* DATA PROVIDED:
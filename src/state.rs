//! # State Store
//!
//! A state is three sequence-tree roots (fluent atoms, derived atoms,
//! numeric tuple) plus the dense index it received when first interned.
//! Interning happens by the root triple, so state equality is a
//! three-word comparison and structural sharing across states is free:
//! two successors that differ in one atom share almost the whole tree.
//!
//! The packed form is what the store keeps; hot loops work on an
//! unpacked [`DenseState`] whose bitsets are scratch buffers owned by
//! the repository.

use crate::bitset::Bitset;
use crate::error::{PlannerError, PlannerResult};
use crate::intern::SequenceTable;
use std::collections::HashMap;

/// A packed state: three sequence roots and the dense state index.
#[derive(Debug, Clone, Copy, PartialEq, Eq, Hash)]
pub struct State {
    pub fluent_root: u32,
    pub derived_root: u32,
    pub numeric_root: u32,
    pub index: u32,
}

/// A state unpacked into bitsets and a numeric tuple for tight loops.
#[derive(Debug, Clone, Default)]
pub struct DenseState {
    pub fluent: Bitset,
    pub derived: Bitset,
    pub numeric: Vec<(u32, f64)>,
}

impl DenseState {
    pub fn new() -> Self {
        DenseState::default()
    }

    pub fn clear(&mut self) {
        self.fluent.clear();
        self.derived.clear();
        self.numeric.clear();
    }

    /// Value of a ground function term, if the tuple carries it.
    pub fn numeric_value(&self, fterm: u32) -> Option<f64> {
        self.numeric
            .iter()
            .find(|(f, _)| *f == fterm)
            .map(|(_, v)| *v)
    }
}

/// Content-addressed store interning states by their root triple.
pub struct StateStore {
    sequences: SequenceTable,
    states: Vec<State>,
    index_of: HashMap<(u32, u32, u32), u32>,
    scratch: Vec<u32>,
}

impl StateStore {
    pub fn new() -> Self {
        StateStore {
            sequences: SequenceTable::new(),
            states: Vec::new(),
            index_of: HashMap::new(),
            scratch: Vec::new(),
        }
    }

    /// Intern a dense state, returning the canonical packed state.
    ///
    /// Re-interning an already known triple returns the state with its
    /// original index.
    pub fn intern(&mut self, dense: &DenseState) -> PlannerResult<State> {
        let mut atoms = std::mem::take(&mut self.scratch);

        atoms.clear();
        atoms.extend(dense.fluent.iter_ones().map(|bit| bit as u32));
        let fluent_root = self.sequences.intern_sorted(&atoms)?;

        atoms.clear();
        atoms.extend(dense.derived.iter_ones().map(|bit| bit as u32));
        let derived_root = self.sequences.intern_sorted(&atoms)?;

        // Numeric pairs flatten to (fterm, hi, lo) words in fterm order,
        // which is canonical because the tuple has one entry per fterm.
        atoms.clear();
        let mut numeric: Vec<(u32, f64)> = dense.numeric.clone();
        numeric.sort_unstable_by_key(|(fterm, _)| *fterm);
        for (fterm, value) in numeric {
            let bits = value.to_bits();
            atoms.push(fterm);
            atoms.push((bits >> 32) as u32);
            atoms.push(bits as u32);
        }
        let numeric_root = self.sequences.intern_raw(&atoms)?;

        self.scratch = atoms;
        self.intern_roots(fluent_root, derived_root, numeric_root)
    }

    fn intern_roots(
        &mut self,
        fluent_root: u32,
        derived_root: u32,
        numeric_root: u32,
    ) -> PlannerResult<State> {
        let key = (fluent_root, derived_root, numeric_root);
        if let Some(&index) = self.index_of.get(&key) {
            return Ok(self.states[index as usize]);
        }
        let index = u32::try_from(self.states.len())
            .map_err(|_| PlannerError::Capacity("state index space"))?;
        let state = State {
            fluent_root,
            derived_root,
            numeric_root,
            index,
        };
        self.states.push(state);
        self.index_of.insert(key, index);
        Ok(state)
    }

    pub fn get(&self, index: u32) -> State {
        self.states[index as usize]
    }

    pub fn num_states(&self) -> usize {
        self.states.len()
    }

    /// Unpack a state into `dense`, reusing its buffers.
    pub fn unpack(&self, state: State, dense: &mut DenseState) {
        dense.clear();
        for atom in self.sequences.iter(state.fluent_root) {
            dense.fluent.set(atom as usize);
        }
        for atom in self.sequences.iter(state.derived_root) {
            dense.derived.set(atom as usize);
        }
        let mut words = self.sequences.iter(state.numeric_root);
        while let Some(fterm) = words.next() {
            let hi = words.next().unwrap_or(0);
            let lo = words.next().unwrap_or(0);
            let bits = (u64::from(hi) << 32) | u64::from(lo);
            dense.numeric.push((fterm, f64::from_bits(bits)));
        }
    }

    /// Decode a state's fluent atom indices in ascending order.
    pub fn fluent_atoms(&self, state: State) -> Vec<u32> {
        self.sequences.decode(state.fluent_root)
    }

    /// Decode a state's derived atom indices in ascending order.
    pub fn derived_atoms(&self, state: State) -> Vec<u32> {
        self.sequences.decode(state.derived_root)
    }

    pub fn sequences(&self) -> &SequenceTable {
        &self.sequences
    }
}

impl Default for StateStore {
    fn default() -> Self {
        StateStore::new()
    }
}

#[cfg(test)]
mod tests {
    use super::*;

    fn dense(fluent: &[usize], numeric: &[(u32, f64)]) -> DenseState {
        let mut state = DenseState::new();
        for &bit in fluent {
            state.fluent.set(bit);
        }
        state.numeric.extend_from_slice(numeric);
        state
    }

    #[test]
    fn test_interning_is_idempotent() {
        let mut store = StateStore::new();
        let a = store.intern(&dense(&[1, 5, 9], &[])).unwrap();
        let b = store.intern(&dense(&[1, 5, 9], &[])).unwrap();
        assert_eq!(a, b);
        assert_eq!(store.num_states(), 1);

        let c = store.intern(&dense(&[1, 5], &[])).unwrap();
        assert_ne!(a.index, c.index);
        assert_eq!(store.num_states(), 2);
    }

    #[test]
    fn test_unpack_roundtrip() {
        let mut store = StateStore::new();
        let state = store
            .intern(&dense(&[0, 7, 64, 200], &[(2, 1.5), (0, -3.0)]))
            .unwrap();

        let mut out = DenseState::new();
        store.unpack(state, &mut out);
        assert_eq!(
            out.fluent.iter_ones().collect::<Vec<_>>(),
            vec![0, 7, 64, 200]
        );
        // Numeric tuple is canonicalised by fterm.
        assert_eq!(out.numeric, vec![(0, -3.0), (2, 1.5)]);
    }

    #[test]
    fn test_numeric_distinguishes_states() {
        let mut store = StateStore::new();
        let a = store.intern(&dense(&[1], &[(0, 1.0)])).unwrap();
        let b = store.intern(&dense(&[1], &[(0, 2.0)])).unwrap();
        assert_ne!(a.index, b.index);
    }

    #[test]
    fn test_reintern_returns_carried_index() {
        let mut store = StateStore::new();
        let state = store.intern(&dense(&[3, 4], &[])).unwrap();

        let mut unpacked = DenseState::new();
        store.unpack(state, &mut unpacked);
        let again = store.intern(&unpacked).unwrap();
        assert_eq!(again.index, state.index);
    }
}
//! # Novelty Table
//!
//! The pruning test behind iterated-width search: a state is novel for
//! arity `k` iff it contains some tuple of at most `k` atoms that no
//! previously tested state contained. Tuples of each size are ranked by
//! the combinatorial number system — the rank of an ascending tuple
//! `c₀ < c₁ < … < c_{s-1}` is `Σ C(cᵢ, i+1)` — which keeps each size's
//! bitset contiguous and independent of the (growing) atom universe.

use crate::bitset::Bitset;
use crate::error::{PlannerError, PlannerResult};
use itertools::Itertools;

/// Seen-tuple table for a fixed maximum tuple arity.
pub struct NoveltyTable {
    arity: usize,
    /// One bitset per tuple size `1..=arity`.
    tables: Vec<Bitset>,
    seen_empty: bool,
}

impl NoveltyTable {
    pub fn new(arity: usize) -> Self {
        assert!(arity >= 1, "novelty arity must be at least 1");
        NoveltyTable {
            arity,
            tables: vec![Bitset::new(); arity],
            seen_empty: false,
        }
    }

    pub fn arity(&self) -> usize {
        self.arity
    }

    /// Forget every recorded tuple.
    pub fn reset(&mut self) {
        for table in &mut self.tables {
            table.clear();
        }
        self.seen_empty = false;
    }

    /// True iff the atom set contains a tuple of size `<= arity` not yet
    /// recorded; records all of the state's tuples either way.
    ///
    /// `atoms` must be sorted ascending.
    pub fn test_novel(&mut self, atoms: &[u32]) -> PlannerResult<bool> {
        debug_assert!(atoms.windows(2).all(|w| w[0] < w[1]));

        if atoms.is_empty() {
            let novel = !self.seen_empty;
            self.seen_empty = true;
            return Ok(novel);
        }

        let mut novel = false;
        for size in 1..=self.arity.min(atoms.len()) {
            let table = &mut self.tables[size - 1];
            for tuple in atoms.iter().copied().combinations(size) {
                let rank = tuple_rank(&tuple)?;
                if !table.get(rank) {
                    table.set(rank);
                    novel = true;
                }
            }
        }
        Ok(novel)
    }
}

/// Combinatorial-number-system rank of an ascending tuple.
fn tuple_rank(tuple: &[u32]) -> PlannerResult<usize> {
    let mut rank: u64 = 0;
    for (position, &atom) in tuple.iter().enumerate() {
        let term = binomial(u64::from(atom), position as u64 + 1)
            .ok_or(PlannerError::Capacity("novelty table size"))?;
        rank = rank
            .checked_add(term)
            .ok_or(PlannerError::Capacity("novelty table size"))?;
    }
    usize::try_from(rank).map_err(|_| PlannerError::Capacity("novelty table size"))
}

fn binomial(n: u64, k: u64) -> Option<u64> {
    if k > n {
        return Some(0);
    }
    let k = k.min(n - k);
    let mut result: u64 = 1;
    for i in 0..k {
        result = result.checked_mul(n - i)? / (i + 1);
    }
    Some(result)
}

#[cfg(test)]
mod tests {
    use super::*;

    #[test]
    fn test_binomial_small_values() {
        assert_eq!(binomial(5, 2), Some(10));
        assert_eq!(binomial(4, 4), Some(1));
        assert_eq!(binomial(3, 5), Some(0));
        assert_eq!(binomial(0, 0), Some(1));
    }

    #[test]
    fn test_rank_is_a_bijection_for_pairs() {
        // All 2-subsets of a small universe rank distinctly and densely.
        let universe = 8u32;
        let mut seen = std::collections::HashSet::new();
        for a in 0..universe {
            for b in a + 1..universe {
                let rank = tuple_rank(&[a, b]).unwrap();
                assert!(seen.insert(rank), "collision at ({a}, {b})");
            }
        }
        assert_eq!(seen.len(), 28);
        assert_eq!(seen.iter().max(), Some(&27));
    }

    #[test]
    fn test_arity_one_novelty() {
        let mut table = NoveltyTable::new(1);
        assert!(table.test_novel(&[1, 2]).unwrap());
        assert!(!table.test_novel(&[1]).unwrap());
        assert!(table.test_novel(&[3]).unwrap());
        assert!(!table.test_novel(&[1, 2, 3]).unwrap());
    }

    #[test]
    fn test_arity_two_catches_new_pairs() {
        let mut table = NoveltyTable::new(2);
        assert!(table.test_novel(&[1, 2]).unwrap());
        assert!(table.test_novel(&[2, 3]).unwrap());
        // {1,3} is a new pair even though 1 and 3 are both known atoms.
        assert!(table.test_novel(&[1, 3]).unwrap());
        assert!(!table.test_novel(&[1, 2]).unwrap());
    }

    #[test]
    fn test_reset_forgets() {
        let mut table = NoveltyTable::new(1);
        assert!(table.test_novel(&[4]).unwrap());
        table.reset();
        assert!(table.test_novel(&[4]).unwrap());
    }

    #[test]
    fn test_empty_state_is_novel_once() {
        let mut table = NoveltyTable::new(2);
        assert!(table.test_novel(&[]).unwrap());
        assert!(!table.test_novel(&[]).unwrap());
    }
}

* TASK REQUIREMENTS: Please count the lines above containing "known"; number only.

* ANSWER TO THE PROBLEM: 2